Baseball season is back, and T-Mobile Park continues to find ways to help kids and adults best spend their time at the ballpark. The Mariners Kids Club, Children’s Hospital Playfield, Moose Den, and Kids Corner play area help kids find their own ways to enjoy going to the ballgame.
“Baseball connects across generations,” says Mariners Director of Public Information Rebecca Hale about why the team works so hard to make the game and team accessible to fans of all ages. “People who learned to keep score at the Kingdome can now teach their kids how to do it.”
Wallingford’s Ragsdale family has been taking their kids to Mariners games for nearly seven years; the kids grew up going to four or five games a year. They like sitting in the bleachers, where there’s a chance to catch a home-run ball. Once, in some choice seats behind home plate, a foul ball was lined toward her daughter, Caitlin. An avid fan with a glove reached out and caught the ball, practically landing in her daughter’s lap. He gave the ball to Caitlin, likely having saved her from being struck.

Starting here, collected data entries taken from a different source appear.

use super::{collect_documents, display_path, open_editor, read_document};
use anyhow::{Context, Result};
use clap::Args;
use colored::Colorize;
use paper_editor::model::NodeJson;
use paper_editor::{Editor, EditorConfig};
use std::fs;
use std::path::Path;
use tracing::info;

#[derive(Args, Debug)]
pub struct NormalizeArgs {
    /// Documents, directories or glob patterns to normalize
    #[arg(default_value = ".")]
    pub inputs: Vec<String>,

    /// Print the normalized documents instead of rewriting them
    #[arg(long)]
    pub stdout: bool,

    /// Seed for new code block identities (random by default)
    #[arg(long)]
    pub seed: Option<String>,
}

pub fn normalize(args: NormalizeArgs, cwd: &Path) -> Result<()> {
    let config = EditorConfig::load(cwd)?;
    let files = collect_documents(&args.inputs, cwd)?;

    if !args.stdout {
        println!("{}", "🧹 Normalizing Paper documents...".bright_blue().bold());
    }

    let mut rewritten = 0;
    for file in &files {
        let json = read_document(file)?;
        let mut editor = open_editor(&config, args.seed.as_deref())?;
        let normalized = normalize_document(&mut editor, json.clone())
            .with_context(|| format!("Cannot normalize {}", display_path(file, cwd)))?;
        let output = serde_json::to_string_pretty(&normalized)?;

        if args.stdout {
            println!("{}", output);
            continue;
        }

        if normalized == json {
            println!("  {} {}", "✓".green(), display_path(file, cwd));
        } else {
            fs::write(file, format!("{}\n", output))?;
            rewritten += 1;
            info!(path = %file.display(), "rewrote document");
            println!("  {} {} {}", "✎".yellow(), display_path(file, cwd), "(rewritten)".dimmed());
        }
    }

    if !args.stdout {
        println!();
        println!("{} {} documents, {} rewritten", "✅".green(), files.len(), rewritten);
    }
    Ok(())
}

/// Load a document into the editor and read back the settled form:
/// legacy kinds upgraded, attributes defaulted, code blocks given
/// identities, the trailing paragraph in place.
pub fn normalize_document(editor: &mut Editor, json: NodeJson) -> Result<NodeJson> {
    editor.set_document_json(json)?;
    Ok(editor.to_json())
}

#[cfg(test)]
mod tests {
    use super::*;
    use serde_json::json;

    fn document(value: serde_json::Value) -> NodeJson {
        serde_json::from_value(value).unwrap()
    }

    #[test]
    fn test_normalize_document() {
        let mut editor = open_editor(&EditorConfig::default(), Some("n")).unwrap();
        let normalized = normalize_document(
            &mut editor,
            document(json!({
                "type": "doc",
                "content": [
                    {"type": "bullet_list", "content": [
                        {"type": "bullet_item", "content": [
                            {"type": "paragraph", "content": [{"type": "text", "text": "one"}]}
                        ]}
                    ]},
                    {"type": "code_block", "content": [{"type": "text", "text": "ls"}]}
                ]
            })),
        )
        .unwrap();

        let value = serde_json::to_value(&normalized).unwrap();
        assert_eq!(value["content"][0]["content"][0]["type"], "list_item");
        assert_eq!(value["content"][1]["attrs"]["editorId"], "n-1");
        assert_eq!(value["content"][2]["type"], "paragraph");

        // A settled document is left alone.
        let mut editor = open_editor(&EditorConfig::default(), Some("other")).unwrap();
        assert_eq!(normalize_document(&mut editor, normalized.clone()).unwrap(), normalized);
    }

    #[test]
    fn test_normalize_rewrites_files() {
        let dir = tempfile::tempdir().unwrap();
        let path = dir.path().join("note.json");
        fs::write(
            &path,
            json!({"type": "doc", "content": [{"type": "heading", "content": [{"type": "text", "text": "T"}]}]})
                .to_string(),
        )
        .unwrap();
        fs::write(dir.path().join("paper.config.json"), r#"{"trailingParagraph": false}"#).unwrap();

        let args = NormalizeArgs {
            inputs: vec!["note.json".to_string()],
            stdout: false,
            seed: Some("f".to_string()),
        };
        normalize(args, dir.path()).unwrap();

        let written = read_document(&path).unwrap();
        let kinds: Vec<_> = written.content.unwrap().iter().map(|n| n.kind.clone()).collect();
        assert_eq!(kinds, vec!["heading"]);
        let value = serde_json::to_value(read_document(&path).unwrap()).unwrap();
        assert_eq!(value["content"][0]["attrs"]["level"], 1);
    }
}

”He actually became a friend of ours. It was a cosmic force that brought our families together,” says Sallie Ragsdale. “I had no idea balls could come back there.” The Mariners extended the protective netting for fan safety in 2016 and again this year.
But for the most part, baseball’s slow pace allows families and friends to connect and visit with each other, rather than keeping their focus on the field at all times. The natural breaks in the game provide an opportunity to check out T-Mobile's kid-friendly areas, starting with a visit to the Moose Den in Section 191. For kids like my daughter, the most important part of the game is from 90 to 30 minutes before the game and during the third, fourth, seventh and eighth innings, when everybody’s favorite mascot will happily pose with little ones. Get more photo ops in the Kids Corner on the 300 level behind home plate, where smaller M’s fans can lean over the kid-sized dugout rail, as well as take swings, throw pitches, and run the bases on a miniature baseball diamond.
Every family has their own traditions: Carrie Whitney and Rich Hall of Tacoma just got their infant son a certificate commemorating his first baseball game. Ragsdale's son, a ballplayer, loves to go to the bullpen and watch the relievers warming up. They even hit the gift shop. “I am a logo junkie,” says Ragsdale, who loves the old-school logo, with an upside-down trident as an M.
![]() PHOTO: JOSHUA HUSTON Kids don’t have to stay seated: Mason tries out the slide at the Children’s Hospital Playspace. |
“We know that kids can’t sit still for an entire game,” says Hale, “so we make sure to have areas where they can blow off energy and give parents a break.” For younger kids, the climbing structure and padded floor of the Children’s Hospital Playspace presents a more age-appropriate, if less baseball-centric, stadium fun zone.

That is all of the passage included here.